> [How to complete this task]:
Take the lines below from the first through the one that contains "pub trait TokenValidator: Send" and copy them exactly.

--*--

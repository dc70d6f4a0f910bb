//! Bearer token validation backed by an OAuth2 introspection endpoint.
//!
//! Results are cached per token until the token's `exp` (bounded by
//! `max_cache_ttl`). Concurrent validations of the same uncached token share
//! one in-flight introspection. When the authorization server cannot be
//! reached, validations fail closed and further introspections are held off
//! with exponential backoff; such failures are never cached against the token.

use std::sync::Arc;
use std::sync::atomic::{AtomicU64, Ordering};
use std::time::Duration;

use async_trait::async_trait;
use dashmap::DashMap;
use dashmap::mapref::entry::Entry;
use futures::future::{BoxFuture, FutureExt, Shared};
use parking_lot::Mutex;
use tracing::{debug, warn};

use crate::auth::{AuthError, IntrospectionResponse, Principal};
use crate::time::{Clock, SystemClock};

pub const DEFAULT_MAX_CACHE_TTL: Duration = Duration::from_secs(300);
pub const DEFAULT_BACKOFF_INITIAL: Duration = Duration::from_secs(1);
pub const DEFAULT_BACKOFF_MAX: Duration = Duration::from_secs(30);

/// Asks the issuing authority about a token.
#[async_trait]
pub trait Introspector: Send + Sync {
    async fn introspect(&self, token: &str) -> Result<IntrospectionResponse, AuthError>;
}

/// Turns a bearer token into the principal it was issued to.
#[async_trait]
pub trait TokenValidator: Send + Sync {
    async fn validate(&self, token: &str) -> Result<Principal, AuthError>;
}

#[derive(Debug, Clone, PartialEq, Eq)]
pub struct ValidatorSettings {
    pub max_cache_ttl: Duration,
    pub backoff_initial: Duration,
    pub backoff_max: Duration,
}

impl Default for ValidatorSettings {
    fn default() -> Self {
        Self {
            max_cache_ttl: DEFAULT_MAX_CACHE_TTL,
            backoff_initial: DEFAULT_BACKOFF_INITIAL,
            backoff_max: DEFAULT_BACKOFF_MAX,
        }
    }
}

#[derive(Debug, Clone)]
struct CachedToken {
    principal: Principal,
    cached_until: u64,
    /// Token expiry in epoch millis, when the authority reported one.
    expires_at: Option<u64>,
}

#[derive(Debug, Default)]
struct Backoff {
    failures: u32,
    retry_at: Option<u64>,
}

type PendingIntrospection = Shared<BoxFuture<'static, Result<Principal, AuthError>>>;

/// An introspection running in its own task. `id` tells a finished task
/// whether the entry it is about to settle is still its own.
struct InFlight {
    id: u64,
    pending: PendingIntrospection,
}

struct ValidatorInner {
    introspector: Arc<dyn Introspector>,
    clock: Arc<dyn Clock>,
    settings: ValidatorSettings,
    cache: DashMap<String, CachedToken>,
    in_flight: DashMap<String, InFlight>,
    next_id: AtomicU64,
    backoff: Mutex<Backoff>,
}

pub struct CachingValidator {
    inner: Arc<ValidatorInner>,
}

impl CachingValidator {
    pub fn new(introspector: Arc<dyn Introspector>, settings: ValidatorSettings) -> Self {
        Self::with_clock(introspector, settings, Arc::new(SystemClock))
    }

    pub fn with_clock(
        introspector: Arc<dyn Introspector>,
        settings: ValidatorSettings,
        clock: Arc<dyn Clock>,
    ) -> Self {
        Self {
            inner: Arc::new(ValidatorInner {
                introspector,
                clock,
                settings,
                cache: DashMap::new(),
                in_flight: DashMap::new(),
                next_id: AtomicU64::new(0),
                backoff: Mutex::new(Backoff::default()),
            }),
        }
    }

    pub fn settings(&self) -> &ValidatorSettings {
        &self.inner.settings
    }

    pub async fn validate(&self, token: &str) -> Result<Principal, AuthError> {
        if token.is_empty() {
            return Err(AuthError::Invalid("missing bearer token".to_string()));
        }

        let now = self.inner.clock.now_millis();
        if let Some(principal) = self.inner.cached(token, now)? {
            return Ok(principal);
        }

        // The introspection runs in a spawned task so that it settles (and
        // leaves the in-flight map) even when every waiter is cancelled.
        let pending = match self.inner.in_flight.entry(token.to_string()) {
            Entry::Occupied(occupied) => occupied.get().pending.clone(),
            Entry::Vacant(vacant) => {
                // A leader that finished between the cache check and here has
                // already filled the cache.
                if let Some(principal) = self.inner.cached(token, now)? {
                    return Ok(principal);
                }
                self.inner.check_backoff(now)?;

                let id = self.inner.next_id.fetch_add(1, Ordering::Relaxed);
                let task = tokio::spawn(
                    Arc::clone(&self.inner).introspect_and_cache(token.to_string(), id),
                );
                let pending = async move {
                    task.await.unwrap_or_else(|e| {
                        Err(AuthError::Unreachable(format!("introspection task failed: {e}")))
                    })
                }
                .boxed()
                .shared();
                vacant.insert(InFlight {
                    id,
                    pending: pending.clone(),
                });
                pending
            }
        };

        pending.await
    }

    /// Drops any cached or in-flight validation of `token`. Returns whether
    /// there was one.
    ///
    /// Callers already waiting on an in-flight introspection of the token get
    /// [`AuthError::Invalid`], and its result is not cached.
    pub fn revoke(&self, token: &str) -> bool {
        let in_flight = self.inner.in_flight.remove(token).is_some();
        let cached = self.inner.cache.remove(token).is_some();
        in_flight || cached
    }

    /// Drops every cache entry past its lifetime. Returns how many were dropped.
    pub fn purge_expired(&self) -> usize {
        let now = self.inner.clock.now_millis();
        let before = self.inner.cache.len();
        self.inner.cache.retain(|_, entry| entry.cached_until > now);
        before.saturating_sub(self.inner.cache.len())
    }

    pub fn cached_tokens(&self) -> usize {
        self.inner.cache.len()
    }
}

#[async_trait]
impl TokenValidator for CachingValidator {
    async fn validate(&self, token: &str) -> Result<Principal, AuthError> {
        CachingValidator::validate(self, token).await
    }
}
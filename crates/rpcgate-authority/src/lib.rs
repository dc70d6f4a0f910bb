//! Development OAuth2 authorization server.
//!
//! Issues HS256 access tokens for a fixed set of users and one client, and
//! answers token introspection for them. Meant for local runs and tests.

pub mod config;
pub mod dispatch;
pub mod routes;

pub use config::{AuthorityConfig, UserAccount};
pub use dispatch::{TokenClaims, TokenResponse};
pub use routes::router;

--*--

> [Answer to this exercise]:
repository dc70d6f4a0f910bb
//! Bearer token validation backed by an OAuth2 introspection endpoint.
//!
//! Results are cached per token until the token's `exp` (bounded by
//! `max_cache_ttl`). Concurrent validations of the same uncached token share
//! one in-flight introspection. When the authorization server cannot be
//! reached, validations fail closed and further introspections are held off
//! with exponential backoff; such failures are never cached against the token.

use std::sync::Arc;
use std::sync::atomic::{AtomicU64, Ordering};
use std::time::Duration;

use async_trait::async_trait;
use dashmap::DashMap;
use dashmap::mapref::entry::Entry;
use futures::future::{BoxFuture, FutureExt, Shared};
use parking_lot::Mutex;
use tracing::{debug, warn};

use crate::auth::{AuthError, IntrospectionResponse, Principal};
use crate::time::{Clock, SystemClock};

pub const DEFAULT_MAX_CACHE_TTL: Duration = Duration::from_secs(300);
pub const DEFAULT_BACKOFF_INITIAL: Duration = Duration::from_secs(1);
pub const DEFAULT_BACKOFF_MAX: Duration = Duration::from_secs(30);

/// Asks the issuing authority about a token.
#[async_trait]
pub trait Introspector: Send + Sync {
    async fn introspect(&self, token: &str) -> Result<IntrospectionResponse, AuthError>;
}

/// Turns a bearer token into the principal it was issued to.
#[async_trait]
pub trait TokenValidator: Send + Sync {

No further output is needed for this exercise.